- REQUIRED ACTION -
Within these entries, which lines include the string "data"? Copy each one.

- Saved entries -
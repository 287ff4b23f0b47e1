//! Request descriptors: what a transport needs to issue one request.
//!
//! A [`RequestDescriptor`] is plain data. Callers usually produce one per input
//! through a factory and let the orchestrator lay a set of *overrides* on top
//! (typically just the HTTP method). Merging is shallow: any field set in the
//! overrides replaces the base field wholesale.

use crate::{Error, ErrorContext, Result};
use serde::{Deserialize, Serialize};
use serde_json::{Map, Value};
use std::collections::BTreeMap;
use std::fmt;
use std::sync::Arc;

/// HTTP method carried by a descriptor.
#[derive(Debug, Clone, Copy, PartialEq, Eq, Hash, Serialize, Deserialize)]
#[serde(rename_all = "UPPERCASE")]
pub enum Method {
    Get,
    Post,
    Put,
    Patch,
    Delete,
    Head,
}

impl Method {
    pub fn as_str(&self) -> &'static str {
        match self {
            Method::Get => "GET",
            Method::Post => "POST",
            Method::Put => "PUT",
            Method::Patch => "PATCH",
            Method::Delete => "DELETE",
            Method::Head => "HEAD",
        }
    }
}

impl fmt::Display for Method {
    fn fmt(&self, f: &mut fmt::Formatter<'_>) -> fmt::Result {
        f.write_str(self.as_str())
    }
}

impl From<Method> for reqwest::Method {
    fn from(m: Method) -> Self {
        match m {
            Method::Get => reqwest::Method::GET,
            Method::Post => reqwest::Method::POST,
            Method::Put => reqwest::Method::PUT,
            Method::Patch => reqwest::Method::PATCH,
            Method::Delete => reqwest::Method::DELETE,
            Method::Head => reqwest::Method::HEAD,
        }
    }
}

/// Everything needed to issue one request.
#[derive(Debug, Clone, Default, PartialEq, Serialize, Deserialize)]
pub struct RequestDescriptor {
    #[serde(default, skip_serializing_if = "Option::is_none")]
    pub method: Option<Method>,
    #[serde(default, skip_serializing_if = "Option::is_none")]
    pub url: Option<String>,
    /// Resolved against `url` when `url` is relative.
    #[serde(default, skip_serializing_if = "Option::is_none")]
    pub base_url: Option<String>,
    /// Query parameters.
    #[serde(default, skip_serializing_if = "Option::is_none")]
    pub params: Option<BTreeMap<String, String>>,
    #[serde(default, skip_serializing_if = "Option::is_none")]
    pub headers: Option<BTreeMap<String, String>>,
    /// JSON request body.
    #[serde(default, skip_serializing_if = "Option::is_none")]
    pub data: Option<Value>,
    #[serde(default, skip_serializing_if = "Option::is_none")]
    pub timeout_ms: Option<u64>,
    /// Free-form keys, merged key by key.
    #[serde(flatten)]
    pub extra: Map<String, Value>,
}

impl RequestDescriptor {
    pub fn new() -> Self {
        Self::default()
    }

    /// Descriptor with only the method set; the shape per-method wrappers use as overrides.
    pub fn with_method_only(method: Method) -> Self {
        Self::new().method(method)
    }

    pub fn method(mut self, method: Method) -> Self {
        self.method = Some(method);
        self
    }

    pub fn url(mut self, url: impl Into<String>) -> Self {
        self.url = Some(url.into());
        self
    }

    pub fn base_url(mut self, base_url: impl Into<String>) -> Self {
        self.base_url = Some(base_url.into());
        self
    }

    pub fn param(mut self, key: impl Into<String>, value: impl Into<String>) -> Self {
        self.params
            .get_or_insert_with(BTreeMap::new)
            .insert(key.into(), value.into());
        self
    }

    pub fn header(mut self, key: impl Into<String>, value: impl Into<String>) -> Self {
        self.headers
            .get_or_insert_with(BTreeMap::new)
            .insert(key.into(), value.into());
        self
    }

    pub fn data(mut self, data: Value) -> Self {
        self.data = Some(data);
        self
    }

    pub fn timeout_ms(mut self, ms: u64) -> Self {
        self.timeout_ms = Some(ms);
        self
    }

    pub fn extra(mut self, key: impl Into<String>, value: impl Into<Value>) -> Self {
        self.extra.insert(key.into(), value.into());
        self
    }

    /// Lay `overrides` on top of `self`. Set fields in `overrides` win.
    pub fn merge(mut self, overrides: &RequestDescriptor) -> Self {
        if overrides.method.is_some() {
            self.method = overrides.method;
        }
        if overrides.url.is_some() {
            self.url = overrides.url.clone();
        }
        if overrides.base_url.is_some() {
            self.base_url = overrides.base_url.clone();
        }
        if overrides.params.is_some() {
            self.params = overrides.params.clone();
        }
        if overrides.headers.is_some() {
            self.headers = overrides.headers.clone();
        }
        if overrides.data.is_some() {
            self.data = overrides.data.clone();
        }
        if overrides.timeout_ms.is_some() {
            self.timeout_ms = overrides.timeout_ms;
        }
        for (k, v) in &overrides.extra {
            self.extra.insert(k.clone(), v.clone());
        }
        self
    }

    /// The method actually used on the wire.
    pub fn effective_method(&self) -> Method {
        self.method.unwrap_or(Method::Get)
    }
}

/// Normalize a bare URL into a descriptor.
fn descriptor_from_url(url: String) -> Result<RequestDescriptor> {
    if url.trim().is_empty() {
        return Err(Error::validation_with_context(
            "request url is empty",
            ErrorContext::new()
                .with_field_path("url")
                .with_source("request_factory"),
        ));
    }
    Ok(RequestDescriptor::new().url(url))
}

/// Anything a request factory may return.
pub trait IntoRequest {
    fn into_request(self) -> Result<RequestDescriptor>;
}

impl IntoRequest for RequestDescriptor {
    fn into_request(self) -> Result<RequestDescriptor> {
        Ok(self)
    }
}

impl IntoRequest for String {
    fn into_request(self) -> Result<RequestDescriptor> {
        descriptor_from_url(self)
    }
}

impl IntoRequest for &'static str {
    fn into_request(self) -> Result<RequestDescriptor> {
        descriptor_from_url(self.to_string())
    }
}

impl IntoRequest for url::Url {
    fn into_request(self) -> Result<RequestDescriptor> {
        Ok(RequestDescriptor::new().url(String::from(self)))
    }
}

impl<T: IntoRequest> IntoRequest for Result<T> {
    fn into_request(self) -> Result<RequestDescriptor> {
        self?.into_request()
    }
}

/// Boxed per-input descriptor factory.
pub type RequestFactory<I> = Arc<dyn Fn(&I) -> Result<RequestDescriptor> + Send + Sync>;

/// Wrap a closure returning anything [`IntoRequest`] into a [`RequestFactory`].
pub fn factory<I, F, R>(f: F) -> RequestFactory<I>
where
    F: Fn(&I) -> R + Send + Sync + 'static,
    R: IntoRequest,
{
    Arc::new(move |input: &I| f(input).into_request())
}

/// Either one fixed descriptor for every call, or a factory deriving one per input.
pub enum RequestTemplate<I> {
    Fixed(RequestDescriptor),
    Factory(RequestFactory<I>),
}

impl<I> RequestTemplate<I> {
    pub fn fixed(request: impl IntoRequest) -> Result<Self> {
        Ok(RequestTemplate::Fixed(request.into_request()?))
    }

    pub fn from_fn<F, R>(f: F) -> Self
    where
        I: 'static,
        F: Fn(&I) -> R + Send + Sync + 'static,
        R: IntoRequest,
    {
        RequestTemplate::Factory(factory(f))
    }

    /// Build the descriptor for `input` and apply `overrides`.
    pub fn resolve(&self, input: &I, overrides: &RequestDescriptor) -> Result<RequestDescriptor> {
        let base = match self {
            RequestTemplate::Fixed(d) => d.clone(),
            RequestTemplate::Factory(f) => f(input)?,
        };
        Ok(base.merge(overrides))
    }
}

impl<I> Clone for RequestTemplate<I> {
    fn clone(&self) -> Self {
        match self {
            RequestTemplate::Fixed(d) => RequestTemplate::Fixed(d.clone()),
            RequestTemplate::Factory(f) => RequestTemplate::Factory(Arc::clone(f)),
        }
    }
}

#[cfg(test)]
mod tests {
    use super::*;
    use serde_json::json;

    #[test]
    fn test_overrides_win_on_collision() {
        let base = RequestDescriptor::new()
            .method(Method::Get)
            .url("/items/1")
            .extra("arg", "foo");
        let merged = base.merge(&RequestDescriptor::with_method_only(Method::Patch));

        assert_eq!(merged.method, Some(Method::Patch));
        assert_eq!(merged.url.as_deref(), Some("/items/1"));
        assert_eq!(merged.extra.get("arg"), Some(&json!("foo")));
    }

    #[test]
    fn test_merge_is_shallow_for_maps() {
        let base = RequestDescriptor::new().param("a", "1").param("b", "2");
        let overrides = RequestDescriptor::new().param("c", "3");
        let merged = base.merge(&overrides);

        let params = merged.params.unwrap();
        assert_eq!(params.len(), 1);
        assert_eq!(params.get("c").map(String::as_str), Some("3"));
    }

    #[test]
    fn test_extra_merges_key_by_key() {
        let base = RequestDescriptor::new().extra("a", 1).extra("b", 2);
        let overrides = RequestDescriptor::new().extra("b", 20).extra("c", 30);
        let merged = base.merge(&overrides);

        assert_eq!(merged.extra.get("a"), Some(&json!(1)));
        assert_eq!(merged.extra.get("b"), Some(&json!(20)));
        assert_eq!(merged.extra.get("c"), Some(&json!(30)));
    }

    #[test]
    fn test_string_normalizes_to_url() {
        let d = "https://example.com/users".into_request().unwrap();
        assert_eq!(d.url.as_deref(), Some("https://example.com/users"));
        assert_eq!(d.method, None);
        assert_eq!(d.effective_method(), Method::Get);
    }

    #[test]
    fn test_empty_url_is_a_construction_error() {
        let err = String::from("  ").into_request().unwrap_err();
        assert!(matches!(err, Error::Validation { .. }));
    }

    #[test]
    fn test_factory_accepts_fallible_closures() {
        let f: RequestFactory<u32> = factory(|n: &u32| -> Result<String> {
            if *n == 0 {
                Err(Error::validation("zero id"))
            } else {
                Ok(format!("/items/{}", n))
            }
        });
        assert_eq!(f(&7).unwrap().url.as_deref(), Some("/items/7"));
        assert!(f(&0).is_err());
    }

    #[test]
    fn test_template_resolve() {
        let fixed: RequestTemplate<()> = RequestTemplate::fixed("/health").unwrap();
        let d = fixed
            .resolve(&(), &RequestDescriptor::with_method_only(Method::Head))
            .unwrap();
        assert_eq!(d.method, Some(Method::Head));
        assert_eq!(d.url.as_deref(), Some("/health"));

        let per_input = RequestTemplate::from_fn(|id: &String| format!("/users/{}", id));
        let d = per_input
            .resolve(&"42".to_string(), &RequestDescriptor::new())
            .unwrap();
        assert_eq!(d.url.as_deref(), Some("/users/42"));
    }

    #[test]
    fn test_serde_shape() {
        let d = RequestDescriptor::new()
            .method(Method::Post)
            .url("/x")
            .extra("arg", "foo");
        let v = serde_json::to_value(&d).unwrap();
        assert_eq!(v, json!({"method": "POST", "url": "/x", "arg": "foo"}));

        let back: RequestDescriptor = serde_json::from_value(v).unwrap();
        assert_eq!(back, d);
    }
}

- WRITTEN REPLY -
//! A [`RequestDescriptor`] is plain data. Callers usually produce one per input
    pub data: Option<Value>,
    pub fn data(mut self, data: Value) -> Self {
        self.data = Some(data);
        if overrides.data.is_some() {
            self.data = overrides.data.clone();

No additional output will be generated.